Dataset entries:
####

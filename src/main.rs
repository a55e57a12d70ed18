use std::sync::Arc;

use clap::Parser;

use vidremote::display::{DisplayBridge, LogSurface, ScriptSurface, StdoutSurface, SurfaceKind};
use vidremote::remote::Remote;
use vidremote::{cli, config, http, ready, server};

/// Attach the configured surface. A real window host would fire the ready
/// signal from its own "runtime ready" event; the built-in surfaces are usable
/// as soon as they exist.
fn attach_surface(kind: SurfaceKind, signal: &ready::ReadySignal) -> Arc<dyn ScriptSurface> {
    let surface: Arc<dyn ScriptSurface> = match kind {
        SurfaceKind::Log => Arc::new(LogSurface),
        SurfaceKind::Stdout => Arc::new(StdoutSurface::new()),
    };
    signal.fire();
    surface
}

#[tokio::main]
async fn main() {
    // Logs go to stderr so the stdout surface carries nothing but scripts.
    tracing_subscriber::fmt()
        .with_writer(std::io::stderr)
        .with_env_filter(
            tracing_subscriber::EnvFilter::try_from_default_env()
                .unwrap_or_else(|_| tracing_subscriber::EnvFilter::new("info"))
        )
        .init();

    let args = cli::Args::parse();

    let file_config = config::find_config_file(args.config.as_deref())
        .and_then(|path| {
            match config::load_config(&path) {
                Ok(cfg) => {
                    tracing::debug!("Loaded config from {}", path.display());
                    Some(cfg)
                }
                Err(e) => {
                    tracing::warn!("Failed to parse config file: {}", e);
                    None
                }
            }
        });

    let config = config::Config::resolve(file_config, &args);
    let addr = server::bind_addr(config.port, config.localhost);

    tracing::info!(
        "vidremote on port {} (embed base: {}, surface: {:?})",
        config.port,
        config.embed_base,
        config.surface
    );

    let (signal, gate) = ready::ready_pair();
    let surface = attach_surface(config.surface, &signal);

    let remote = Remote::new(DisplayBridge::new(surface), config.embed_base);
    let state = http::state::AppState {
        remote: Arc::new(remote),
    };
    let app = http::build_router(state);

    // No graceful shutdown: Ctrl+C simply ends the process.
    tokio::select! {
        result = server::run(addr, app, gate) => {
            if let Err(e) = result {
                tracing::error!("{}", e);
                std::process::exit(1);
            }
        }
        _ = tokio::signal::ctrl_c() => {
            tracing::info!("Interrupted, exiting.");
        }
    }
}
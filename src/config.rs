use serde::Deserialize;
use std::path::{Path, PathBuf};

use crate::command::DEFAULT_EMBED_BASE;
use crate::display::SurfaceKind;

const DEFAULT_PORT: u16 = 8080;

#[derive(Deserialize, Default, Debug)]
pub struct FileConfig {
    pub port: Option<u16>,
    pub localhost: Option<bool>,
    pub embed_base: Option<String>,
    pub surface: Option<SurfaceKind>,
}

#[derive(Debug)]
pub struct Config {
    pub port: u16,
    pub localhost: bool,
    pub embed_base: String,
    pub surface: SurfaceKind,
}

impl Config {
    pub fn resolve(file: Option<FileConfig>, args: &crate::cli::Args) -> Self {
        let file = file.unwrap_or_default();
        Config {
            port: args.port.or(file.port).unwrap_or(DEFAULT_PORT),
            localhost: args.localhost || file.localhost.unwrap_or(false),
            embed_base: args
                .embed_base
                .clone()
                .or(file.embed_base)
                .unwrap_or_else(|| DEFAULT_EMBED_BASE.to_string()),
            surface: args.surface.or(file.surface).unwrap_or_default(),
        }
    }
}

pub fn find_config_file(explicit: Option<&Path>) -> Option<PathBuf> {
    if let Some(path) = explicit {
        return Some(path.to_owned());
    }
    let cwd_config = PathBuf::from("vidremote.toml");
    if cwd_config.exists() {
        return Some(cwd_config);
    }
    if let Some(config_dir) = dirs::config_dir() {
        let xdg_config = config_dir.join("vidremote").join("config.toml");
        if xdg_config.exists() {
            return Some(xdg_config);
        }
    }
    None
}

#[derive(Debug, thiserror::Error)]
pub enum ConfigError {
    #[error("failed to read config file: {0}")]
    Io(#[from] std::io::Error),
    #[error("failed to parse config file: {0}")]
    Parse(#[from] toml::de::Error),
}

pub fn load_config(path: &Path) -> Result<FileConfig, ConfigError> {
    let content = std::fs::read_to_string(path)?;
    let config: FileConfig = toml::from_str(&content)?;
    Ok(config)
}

####

## [EXERCISE]
Extract exactly and only the lines above from the line containing "use clap::Parser;" through the line containing "nothing but scripts.", both end lines included.

## [OUTPUT FOR THIS TASK]
use clap::Parser;

use vidremote::display::{DisplayBridge, LogSurface, ScriptSurface, StdoutSurface, SurfaceKind};
use vidremote::remote::Remote;
use vidremote::{cli, config, http, ready, server};

/// Attach the configured surface. A real window host would fire the ready
/// signal from its own "runtime ready" event; the built-in surfaces are usable
/// as soon as they exist.
fn attach_surface(kind: SurfaceKind, signal: &ready::ReadySignal) -> Arc<dyn ScriptSurface> {
    let surface: Arc<dyn ScriptSurface> = match kind {
        SurfaceKind::Log => Arc::new(LogSurface),
        SurfaceKind::Stdout => Arc::new(StdoutSurface::new()),
    };
    signal.fire();
    surface
}

#[tokio::main]
async fn main() {
    // Logs go to stderr so the stdout surface carries nothing but scripts.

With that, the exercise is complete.